Ride cycles sells Willier, California bikes doesn't. Ride has an ok staff, but has limited inventory and is overpriced.


----------



## Kuma601

Sad about B&L, I used to like that shop some years back. I remember mostly Specialized on the last trip in. Bought the Kuota from Nytro and again, the shop has a different feel now. <sigh> Will check out Moment in Pt. Loma. Thanks. How was parking, I drove by once and thought parking was a bit tough. ?


----------



## turbodogs02

the sarge said:


> wish I could agree with you. when I was looking for my 1st roadbike and didn't know to much I was treated like an idiot there and walked out on them. I doubt I'll ever go back there


When was the last time you were in there? They have some new owners (?...I think), and they have some pretty cool people working in there. I've always been treated well there regardless, even more so now it seems.

Also UC Cyclery is another cool shop. Great help from the staff and the wrenches..:thumbsup:

There's an older dude up there that even did some free tinkering for me. I actually just approached him with a question thinking to broaden my knowledge and then attempt some tinkering on my own later on, but he then came outside to my bike, and showed me what it was, showed me what he was doing, and had a great conversation with him. :thumbsup:


----------



## DaveT

I like Adams Avenue bikes, small shop feel. friendly folks, don't seem snooty at all.


----------



## Kristatos

Kuma601 said:


> Sad about B&L, I used to like that shop some years back. I remember mostly Specialized on the last trip in. Bought the Kuota from Nytro and again, the shop has a different feel now. <sigh> Will check out Moment in Pt. Loma. Thanks. How was parking, I drove by once and thought parking was a bit tough. ?

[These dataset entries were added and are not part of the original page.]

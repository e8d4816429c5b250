// --- File: crates/slotbook_gcal/src/lib.rs ---
// Declare modules within this crate
pub mod auth;
#[cfg(test)]
mod auth_test;
pub mod client;
pub mod logic;
#[cfg(test)]
mod logic_proptest;
pub mod service;

pub use client::GcalClient;
pub use logic::{
    compute_free_slots, merge_busy_intervals, parse_date, AvailabilityError, FreeSlot, GcalError,
    WorkingWindow,
};
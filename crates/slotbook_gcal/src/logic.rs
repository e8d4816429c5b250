// --- File: crates/slotbook_gcal/src/logic.rs ---
use crate::service::GcalServiceError;
use chrono::{DateTime, Duration, NaiveDate, NaiveTime, TimeZone, Utc};
use chrono_tz::Tz;
use serde::{Deserialize, Serialize};
use slotbook_common::services::{BookingSubmitter, CalendarProvider};
use slotbook_common::{BookingRequest, SlotbookError, TimeInterval};
use slotbook_config::AvailabilityConfig;
use tracing::{debug, info, warn};

// --- Error Handling ---
use thiserror::Error;

#[derive(Error, Debug, Clone, PartialEq, Eq)]
pub enum AvailabilityError {
    #[error("Invalid configuration: {0}")]
    InvalidConfiguration(String),
    #[error("Invalid date '{0}', expected YYYY-MM-DD")]
    InvalidDate(String),
}

#[derive(Error, Debug)]
pub enum GcalError {
    #[error(transparent)]
    Availability(#[from] AvailabilityError),
    #[error("Calendar service error: {0}")]
    ServiceError(#[from] GcalServiceError),
    #[error("Google authentication failed: {0}")]
    Auth(String),
    #[error("GCal configuration error: {0}")]
    Config(String),
}

impl From<GcalError> for SlotbookError {
    fn from(err: GcalError) -> Self {
        match err {
            GcalError::Availability(e) => SlotbookError::ValidationError(e.to_string()),
            GcalError::ServiceError(GcalServiceError::Conflict) => {
                SlotbookError::ConflictError("requested slot is already booked".to_string())
            }
            GcalError::ServiceError(GcalServiceError::InvalidInterval(e)) => {
                SlotbookError::ValidationError(e.to_string())
            }
            GcalError::ServiceError(e) => {
                slotbook_common::external_service_error("google-calendar", e)
            }
            GcalError::Auth(msg) => SlotbookError::AuthError(msg),
            GcalError::Config(msg) => SlotbookError::ConfigError(msg),
        }
    }
}

// --- Data Structures ---

/// The bookable part of a day: `[day_start_hour, day_end_hour)` cut into
/// equal slots, with the hours read as wall-clock time in `time_zone`.
#[derive(Debug, Clone, Copy, PartialEq, Eq)]
pub struct WorkingWindow {
    pub day_start_hour: u32,
    pub day_end_hour: u32,
    pub slot_duration_minutes: i64,
    pub time_zone: Tz,
}

impl Default for WorkingWindow {
    fn default() -> Self {
        Self {
            day_start_hour: 8,
            day_end_hour: 17,
            slot_duration_minutes: 60,
            time_zone: Tz::UTC,
        }
    }
}

/// A candidate slot that survived busy-interval filtering.
#[derive(Debug, Clone, PartialEq, Eq, Serialize, Deserialize)]
pub struct FreeSlot {
    #[serde(flatten)]
    pub interval: TimeInterval,
    /// `"HH:MM - HH:MM"` in the window's local time.
    pub label: String,
}

impl WorkingWindow {
    pub fn new(day_start_hour: u32, day_end_hour: u32, slot_duration_minutes: i64) -> Self {
        Self {
            day_start_hour,
            day_end_hour,
            slot_duration_minutes,
            time_zone: Tz::UTC,
        }
    }

    pub fn with_time_zone(mut self, time_zone: Tz) -> Self {
        self.time_zone = time_zone;
        self
    }

    /// Builds and validates a window from the `[availability]` config section.
    pub fn from_config(config: &AvailabilityConfig) -> Result<Self, AvailabilityError> {
        let time_zone: Tz = config.time_zone.parse().map_err(|_| {
            AvailabilityError::InvalidConfiguration(format!(
                "unknown time zone '{}'",
                config.time_zone
            ))
        })?;
        let window = Self::new(
            config.day_start_hour,
            config.day_end_hour,
            config.slot_duration_minutes,
        )
        .with_time_zone(time_zone);
        window.validate()?;
        Ok(window)
    }

    pub fn validate(&self) -> Result<(), AvailabilityError> {
        if self.day_end_hour > 24 {
            return Err(AvailabilityError::InvalidConfiguration(format!(
                "day_end_hour {} is past midnight",
                self.day_end_hour
            )));
        }
        if self.day_start_hour >= self.day_end_hour {
            return Err(AvailabilityError::InvalidConfiguration(format!(
                "day_start_hour {} must be before day_end_hour {}",
                self.day_start_hour, self.day_end_hour
            )));
        }
        if self.slot_duration_minutes <= 0 {
            return Err(AvailabilityError::InvalidConfiguration(format!(
                "slot_duration_minutes must be positive, got {}",
                self.slot_duration_minutes
            )));
        }
        if self.slot_count() == 0 {
            return Err(AvailabilityError::InvalidConfiguration(format!(
                "a {} minute slot does not fit between {:02}:00 and {:02}:00",
                self.slot_duration_minutes, self.day_start_hour, self.day_end_hour
            )));
        }
        Ok(())
    }

    /// Number of whole slots in the window; an incomplete trailing slot is dropped.
    pub fn slot_count(&self) -> usize {
        if self.slot_duration_minutes <= 0 || self.day_end_hour <= self.day_start_hour {
            return 0;
        }
        let window_minutes = i64::from(self.day_end_hour - self.day_start_hour) * 60;
        (window_minutes / self.slot_duration_minutes) as usize
    }

    /// Candidate slots as (start, end) minute offsets from local midnight.
    fn grid_offsets(&self) -> impl Iterator<Item = (i64, i64)> + '_ {
        let first = i64::from(self.day_start_hour) * 60;
        (0..self.slot_count() as i64).map(move |i| {
            let start = first + i * self.slot_duration_minutes;
            (start, start + self.slot_duration_minutes)
        })
    }

    /// The whole window on `date` as a UTC interval, e.g. to query a provider.
    pub fn bounds(&self, date: NaiveDate) -> Result<TimeInterval, AvailabilityError> {
        self.validate()?;
        let start = local_instant(self.time_zone, date, i64::from(self.day_start_hour) * 60);
        let end = local_instant(self.time_zone, date, i64::from(self.day_end_hour) * 60);
        match (start, end) {
            (Some(start), Some(end)) if start < end => Ok(TimeInterval { start, end }),
            _ => Err(AvailabilityError::InvalidConfiguration(format!(
                "working window does not exist on {} in {}",
                date, self.time_zone
            ))),
        }
    }
}

/// Parses a `YYYY-MM-DD` date.
pub fn parse_date(input: &str) -> Result<NaiveDate, AvailabilityError> {
    NaiveDate::parse_from_str(input.trim(), "%Y-%m-%d")
        .map_err(|_| AvailabilityError::InvalidDate(input.to_string()))
}

/// Wall-clock `date + minutes` in `tz`, converted to UTC.
///
/// Ambiguous times (DST fall-back) resolve to the earlier instant; times that
/// do not exist (DST spring-forward) or fall outside chrono's range yield `None`.
fn local_instant(tz: Tz, date: NaiveDate, minutes: i64) -> Option<DateTime<Utc>> {
    let naive = date
        .and_time(NaiveTime::MIN)
        .checked_add_signed(Duration::minutes(minutes))?;
    tz.from_local_datetime(&naive)
        .earliest()
        .map(|dt| dt.with_timezone(&Utc))
}

fn format_label(start_minutes: i64, end_minutes: i64) -> String {
    format!(
        "{:02}:{:02} - {:02}:{:02}",
        start_minutes / 60,
        start_minutes % 60,
        end_minutes / 60,
        end_minutes % 60
    )
}

// --- Availability Logic ---

/// Sorts busy intervals and coalesces the ones that overlap or touch.
///
/// Malformed intervals (`start >= end`) are dropped with a warning; they
/// never restrict availability.
pub fn merge_busy_intervals(busy: &[TimeInterval]) -> Vec<TimeInterval> {
    let mut sorted: Vec<TimeInterval> = busy
        .iter()
        .filter(|interval| {
            let valid = interval.is_valid();
            if !valid {
                warn!(
                    "Skipping malformed busy interval {} - {}",
                    interval.start, interval.end
                );
            }
            valid
        })
        .copied()
        .collect();
    sorted.sort_by_key(|interval| interval.start);

    let mut merged: Vec<TimeInterval> = Vec::with_capacity(sorted.len());
    for interval in sorted {
        match merged.last_mut() {
            Some(last) if interval.start <= last.end => {
                last.end = last.end.max(interval.end);
            }
            _ => merged.push(interval),
        }
    }
    merged
}

/// Computes the free slots of `date` within `window`.
///
/// A candidate slot is free when it overlaps none of `busy` (half-open
/// intervals, so touching does not count). The result keeps grid order.
pub fn compute_free_slots(
    date: NaiveDate,
    busy: &[TimeInterval],
    window: &WorkingWindow,
) -> Result<Vec<FreeSlot>, AvailabilityError> {
    window.validate()?;

    // Merge overlapping/adjacent busy periods; also makes input order irrelevant
    let merged_busy = merge_busy_intervals(busy);

    debug!(
        "Calculating free slots for {} ({} candidates, {} busy blocks)",
        date,
        window.slot_count(),
        merged_busy.len()
    );

    let slot_length = Duration::minutes(window.slot_duration_minutes);
    let mut free_slots = Vec::with_capacity(window.slot_count());
    for (start_minutes, end_minutes) in window.grid_offsets() {
        let (Some(start), Some(end)) = (
            local_instant(window.time_zone, date, start_minutes),
            local_instant(window.time_zone, date, end_minutes),
        ) else {
            debug!(
                "Skipping slot {} on {}: local time does not exist",
                format_label(start_minutes, end_minutes),
                date
            );
            continue;
        };
        let candidate = TimeInterval { start, end };
        // A slot spanning a DST shift is shorter or longer than the grid step
        if candidate.duration() != slot_length {
            debug!(
                "Skipping slot {} on {}: spans a DST transition",
                format_label(start_minutes, end_minutes),
                date
            );
            continue;
        }

        if merged_busy.iter().any(|busy| candidate.overlaps(busy)) {
            continue;
        }

        free_slots.push(FreeSlot {
            interval: candidate,
            label: format_label(start_minutes, end_minutes),
        });
    }
    Ok(free_slots)
}

/// Fetches the busy list for `date` from `provider` and computes the free slots.
pub async fn available_slots<P>(
    provider: &P,
    calendar_id: &str,
    date: NaiveDate,
    window: &WorkingWindow,
) -> Result<Vec<FreeSlot>, GcalError>
where
    P: CalendarProvider<Error = GcalServiceError> + ?Sized,
{
    let bounds = window.bounds(date)?;
    let busy = provider
        .fetch_busy_intervals(calendar_id, bounds.start, bounds.end)
        .await?;
    let slots = compute_free_slots(date, &busy, window)?;
    info!(
        "{} free slots on {} ({} busy intervals)",
        slots.len(),
        date,
        busy.len()
    );
    Ok(slots)
}

// --- Booking Logic ---

/// Books `request` after checking it is well-formed and still free.
///
/// Returns the provider-assigned event id.
pub async fn book_slot<P>(
    provider: &P,
    calendar_id: &str,
    request: BookingRequest,
) -> Result<String, GcalError>
where
    P: CalendarProvider<Error = GcalServiceError>
        + BookingSubmitter<Error = GcalServiceError>
        + ?Sized,
{
    let interval = request.interval().map_err(GcalServiceError::from)?;

    // Re-check right before inserting; the slot list the user saw may be stale
    let busy = provider
        .fetch_busy_intervals(calendar_id, interval.start, interval.end)
        .await?;
    if merge_busy_intervals(&busy)
        .iter()
        .any(|b| b.overlaps(&interval))
    {
        return Err(GcalServiceError::Conflict.into());
    }

    let event_id = provider.submit_booking(calendar_id, request).await?;
    info!("Booked event {} in calendar {}", event_id, calendar_id);
    Ok(event_id)
}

I think you maybe found a different place? Every time I've been down to Liberty Station it's been dead. Moment has a big lot out back and I don't think I've seen it full.


----------



## Kristatos

DaveT said:


> I like Adams Avenue bikes, small shop feel. friendly folks, don't seem snooty at all.


I love Adams Ave but I don't think it's what the Sarge is looking for at all. Nothing against Adams Ave...maybe if Sarge were looking at Dolan, which is the only reason I'd send someone there for a higher end road bike. I wouldn't hesitate to send someone there for a cruiser, fixie, track bike, or anything Specialized.


----------



## rydbyk

Kristatos said:


> I think you maybe found a different place? Every time I've been down to Liberty Station it's been dead. Moment has a big lot out back and I don't think I've seen it full.


Moment used to be in a tiny tiny little spot off of Rosecrans. Now they are at Liberty Station (still off of Rosecrans btw) and the parking lot is HUGE.


----------



## JaeP

andulong said:


> Nothing but great service at Hi Tech in Kearny Mesa.


I went there once looking for a San Marco Regal saddle (my favorite) and the salesman said "Why? They're heavy". I never went back.


----------



## coop

I've had some of my better experiences at the Trek Superstore in both Kearny Mesa and San Marcos. A lot of people like Black Mountain bike shop, but I don't really care for it. Nytro is more tri oriented, but you can get some good deals there, and depending on who you're dealing with you can can get good customer service. Hi Tech has some bikes that most shops don't seem to carry, but like others have mentioned, they seem full of themselves and don't seem too helpful to the newer riders.


----------



## keeeeez

I've been to Nytro, B&L, Hi-Tech, Black-Mountain Bikes, Bike Bling.... Out of all the shops I've been to I'd say my favorite is Carbon Connection in Carlsbad. Yes, I did purchase one of my bikes from them but this is because they made me feel the most comfortable.


----------



## bigbill

For the sarge, lots of great shops in San Diego, each has it's good points. Adams Ave is friendly with a nice fitting area, they can order more than Specialized. UC in LaJolla has just about everything and it's in stock. I like Rose Canyon Cycles over on Santa Fe. I've known the owner for around 15 years. He's an ex-Marine who is a little quirky in his ways but he is a Gita dealer and can get you just about anything you want. Walking into his tiny shop is like walking into a Ferrari dealer. He'll want to sell you a Pinarello or other Italian carbon bike and you'll get a good deal. He also has bikes on consignment and based on the customers that purchase through him, you can find some killer deals on 1-2 year old bikes that originally sold for 5-7K.


----------



## bikerneil

*My Favorite*

I found a new shop that I love - Ranch Cycles. Very patient owners. Awesome bikes. Beautiful store.

Favorite shop for service is North of the Border - Mike is the best. Trustworthy, knowledgeable, down-to-earth, fast, can fix anything.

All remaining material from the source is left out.